For any $x \neq 0$ let $P^x$ be the distribution of Brownian Motion started at $x$. Then $(P^x)$ is a collection of probability measures on the space of cadlag functions denoted by $\Omega$.
For any $t>0$ and $\omega \in \Omega$ we can define $X(t)(\omega) = \omega(t)$ and this gives a stochastic process.
Also, for any $T>0$ let $\theta_T(\omega)(t) = \omega(T+t)$ be the time-shifted path.

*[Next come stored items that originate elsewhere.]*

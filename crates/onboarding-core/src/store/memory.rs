//! In-memory backend (for development/testing)
//!
//! Sessions and permanent records share one lock, so a [`CommitTx`] holds
//! the whole backend for its lifetime and stages writes until `commit`.

use std::collections::HashMap;
use std::sync::Arc;

use async_trait::async_trait;
use chrono::{DateTime, Utc};
use tokio::sync::{Mutex, OwnedMutexGuard};

use super::{CommitTx, Ledger, SessionStore};
use crate::account::{Business, BusinessId, Subscription, SubscriptionId, User, UserId, Workspace, WorkspaceId};
use crate::error::{OnboardingError, Result};
use crate::session::{OnboardingSession, SessionToken, Stage};

/// Step at which an injected failure fires inside a commit transaction
#[derive(Clone, Copy, Debug, PartialEq, Eq)]
pub enum FailPoint {
    User,
    Workspace,
    Business,
    Subscription,
    MarkCommitted,
    Commit,
}

/// Number of permanent records, for assertions
#[derive(Clone, Copy, Debug, Default, PartialEq, Eq)]
pub struct RecordCounts {
    pub users: usize,
    pub workspaces: usize,
    pub businesses: usize,
    pub subscriptions: usize,
}

#[derive(Default)]
struct State {
    sessions: HashMap<SessionToken, OnboardingSession>,
    by_correlation: HashMap<String, SessionToken>,
    users: HashMap<UserId, User>,
    users_by_email: HashMap<String, UserId>,
    workspaces: HashMap<WorkspaceId, Workspace>,
    businesses: HashMap<BusinessId, Business>,
    subscriptions: HashMap<SubscriptionId, Subscription>,
}

impl State {
    fn remove_session(&mut self, token: &SessionToken) -> Option<OnboardingSession> {
        let removed = self.sessions.remove(token)?;
        if let Some(correlation) = &removed.checkout_correlation_id {
            self.by_correlation.remove(correlation);
        }
        Some(removed)
    }
}

/// Shared in-memory sessions plus account tables
#[derive(Clone, Default)]
pub struct MemoryBackend {
    state: Arc<Mutex<State>>,
    fail_point: Arc<std::sync::Mutex<Option<FailPoint>>>,
}

impl MemoryBackend {
    pub fn new() -> Self {
        Self::default()
    }

    /// Make the next commit transactions fail at `point`
    pub fn fail_at(&self, point: Option<FailPoint>) {
        *self
            .fail_point
            .lock()
            .unwrap_or_else(std::sync::PoisonError::into_inner) = point;
    }

    pub async fn record_counts(&self) -> RecordCounts {
        let state = self.state.lock().await;
        RecordCounts {
            users: state.users.len(),
            workspaces: state.workspaces.len(),
            businesses: state.businesses.len(),
            subscriptions: state.subscriptions.len(),
        }
    }

    pub async fn user_by_email(&self, email: &str) -> Option<User> {
        let state = self.state.lock().await;
        state
            .users_by_email
            .get(email)
            .and_then(|id| state.users.get(id))
            .cloned()
    }

    /// Seed a pre-existing user (invited or returning identity)
    pub async fn insert_user(&self, user: User) {
        let mut state = self.state.lock().await;
        state.users_by_email.insert(user.email.clone(), user.id.clone());
        state.users.insert(user.id.clone(), user);
    }

    pub async fn subscriptions(&self) -> Vec<Subscription> {
        self.state.lock().await.subscriptions.values().cloned().collect()
    }

    fn current_fail_point(&self) -> Option<FailPoint> {
        *self
            .fail_point
            .lock()
            .unwrap_or_else(std::sync::PoisonError::into_inner)
    }
}

#[async_trait]
impl SessionStore for MemoryBackend {
    async fn create(&self, session: &OnboardingSession, now: DateTime<Utc>) -> Result<()> {
        let mut state = self.state.lock().await;

        if state.sessions.contains_key(&session.token) {
            return Err(OnboardingError::ConcurrentModification);
        }
        let email_taken = state
            .sessions
            .values()
            .any(|s| s.email == session.email && s.is_active(now));
        if email_taken {
            return Err(OnboardingError::ConcurrentModification);
        }

        if let Some(correlation) = &session.checkout_correlation_id {
            state.by_correlation.insert(correlation.clone(), session.token.clone());
        }
        state.sessions.insert(session.token.clone(), session.clone());
        Ok(())
    }

    async fn get_by_token(&self, token: &SessionToken) -> Result<Option<OnboardingSession>> {
        Ok(self.state.lock().await.sessions.get(token).cloned())
    }

    async fn get_by_correlation_id(
        &self,
        correlation_id: &str,
    ) -> Result<Option<OnboardingSession>> {
        let state = self.state.lock().await;
        Ok(state
            .by_correlation
            .get(correlation_id)
            .and_then(|token| state.sessions.get(token))
            .cloned())
    }

    async fn find_active_by_email(
        &self,
        email: &str,
        now: DateTime<Utc>,
    ) -> Result<Option<OnboardingSession>> {
        let state = self.state.lock().await;
        Ok(state
            .sessions
            .values()
            .find(|s| s.email == email && s.is_active(now))
            .cloned())
    }

    async fn update(&self, session: &OnboardingSession) -> Result<OnboardingSession> {
        let mut state = self.state.lock().await;

        let stored = state
            .sessions
            .get(&session.token)
            .ok_or(OnboardingError::SessionNotFound)?;
        if stored.committed {
            return Err(OnboardingError::SessionAlreadyCommitted);
        }
        if stored.version != session.version {
            return Err(OnboardingError::ConcurrentModification);
        }
        let previous_correlation = stored.checkout_correlation_id.clone();

        if previous_correlation != session.checkout_correlation_id {
            if let Some(correlation) = &session.checkout_correlation_id {
                if state
                    .by_correlation
                    .get(correlation)
                    .is_some_and(|owner| owner != &session.token)
                {
                    return Err(OnboardingError::Storage(
                        "checkout correlation id already in use".into(),
                    ));
                }
                state.by_correlation.insert(correlation.clone(), session.token.clone());
            }
            if let Some(old) = previous_correlation {
                state.by_correlation.remove(&old);
            }
        }

        let mut written = session.clone();
        written.version += 1;
        state.sessions.insert(written.token.clone(), written.clone());
        Ok(written)
    }

    async fn delete(&self, token: &SessionToken, expected_version: u64) -> Result<()> {
        let mut state = self.state.lock().await;

        let stored = state
            .sessions
            .get(token)
            .ok_or(OnboardingError::SessionNotFound)?;
        if stored.committed {
            return Err(OnboardingError::SessionAlreadyCommitted);
        }
        if stored.version != expected_version {
            return Err(OnboardingError::ConcurrentModification);
        }
        state.remove_session(token);
        Ok(())
    }

    async fn purge_expired(&self, now: DateTime<Utc>) -> Result<usize> {
        let mut state = self.state.lock().await;
        let expired: Vec<SessionToken> = state
            .sessions
            .values()
            .filter(|s| s.is_expired(now))
            .map(|s| s.token.clone())
            .collect();
        for token in &expired {
            state.remove_session(token);
        }
        Ok(expired.len())
    }
}

#[async_trait]
impl Ledger for MemoryBackend {
    async fn begin(&self) -> Result<Box<dyn CommitTx>> {
        let guard = Arc::clone(&self.state).lock_owned().await;
        Ok(Box::new(MemoryTx {
            guard,
            fail_point: self.current_fail_point(),
            users: Vec::new(),
            workspaces: Vec::new(),
            businesses: Vec::new(),
            subscriptions: Vec::new(),
            committed_session: None,
        }))
    }
}

struct MemoryTx {
    guard: OwnedMutexGuard<State>,
    fail_point: Option<FailPoint>,
    users: Vec<User>,
    workspaces: Vec<Workspace>,
    businesses: Vec<Business>,
    subscriptions: Vec<Subscription>,
    committed_session: Option<OnboardingSession>,
}

impl MemoryTx {
    fn check(&self, point: FailPoint) -> Result<()> {
        if self.fail_point == Some(point) {
            return Err(OnboardingError::Storage(format!("injected failure at {point:?}")));
        }
        Ok(())
    }
}

#[async_trait]
impl CommitTx for MemoryTx {
    async fn find_user_by_email(&mut self, email: &str) -> Result<Option<User>> {
        let staged = self.users.iter().find(|u| u.email == email).cloned();
        Ok(staged.or_else(|| {
            self.guard
                .users_by_email
                .get(email)
                .and_then(|id| self.guard.users.get(id))
                .cloned()
        }))
    }

    async fn insert_user(&mut self, user: User) -> Result<UserId> {
        self.check(FailPoint::User)?;
        if self.guard.users_by_email.contains_key(&user.email) {
            return Err(OnboardingError::Storage("user email already exists".into()));
        }
        let id = user.id.clone();
        self.users.push(user);
        Ok(id)
    }

    async fn insert_workspace(&mut self, workspace: Workspace) -> Result<()> {
        self.check(FailPoint::Workspace)?;
        self.workspaces.push(workspace);
        Ok(())
    }

    async fn insert_business(&mut self, business: Business) -> Result<()> {
        self.check(FailPoint::Business)?;
        let descriptor_taken = self
            .guard
            .businesses
            .values()
            .any(|b| b.workspace_id == business.workspace_id && b.descriptor == business.descriptor);
        if descriptor_taken {
            return Err(OnboardingError::Storage("business descriptor already exists".into()));
        }
        self.businesses.push(business);
        Ok(())
    }

    async fn insert_subscription(&mut self, subscription: Subscription) -> Result<()> {
        self.check(FailPoint::Subscription)?;
        self.subscriptions.push(subscription);
        Ok(())
    }

    async fn mark_committed(&mut self, session: &OnboardingSession, at: DateTime<Utc>) -> Result<()> {
        self.check(FailPoint::MarkCommitted)?;
        let stored = self
            .guard
            .sessions
            .get(&session.token)
            .ok_or(OnboardingError::SessionNotFound)?;
        if stored.committed {
            return Err(OnboardingError::SessionAlreadyCommitted);
        }
        if stored.version != session.version {
            return Err(OnboardingError::ConcurrentModification);
        }

        let mut committed = stored.clone();
        committed.stage = Stage::Committed;
        committed.committed = true;
        committed.committed_at = Some(at);
        committed.updated_at = at;
        committed.version += 1;
        self.committed_session = Some(committed);
        Ok(())
    }

    async fn commit(self: Box<Self>) -> Result<()> {
        self.check(FailPoint::Commit)?;
        let Self {
            mut guard,
            users,
            workspaces,
            businesses,
            subscriptions,
            committed_session,
            ..
        } = *self;

        for user in users {
            guard.users_by_email.insert(user.email.clone(), user.id.clone());
            guard.users.insert(user.id.clone(), user);
        }
        for workspace in workspaces {
            guard.workspaces.insert(workspace.id.clone(), workspace);
        }
        for business in businesses {
            guard.businesses.insert(business.id.clone(), business);
        }
        for subscription in subscriptions {
            guard.subscriptions.insert(subscription.id.clone(), subscription);
        }
        if let Some(session) = committed_session {
            guard.sessions.insert(session.token.clone(), session);
        }
        Ok(())
    }
}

I am trying to understand why this process satisfies the following Markov property: For all $x \neq 0$, $T\ge 0$ and $f:\Omega \rightarrow \mathbb{R}$ bounded and measurable we have:
$$\mathbb{E}^{P^{x}}[f(\theta_T(\omega))|\sigma(X_t)_{t \le T}] = \mathbb{E}^{P^{X_T}}[f]$$
I do know the Markov property of Brownian Motion, i.e. that for any $T>0$ the process $B_{T+t} - B_{T}$ is a Brownian Motion independent of $\sigma(B_t)_{t \le T}$, under the measure $P^0$ on $\Omega$.
But this statement seems a lot more abstract and I am struggling to see how it is a consequence of the Markov Property of Brownian Motion.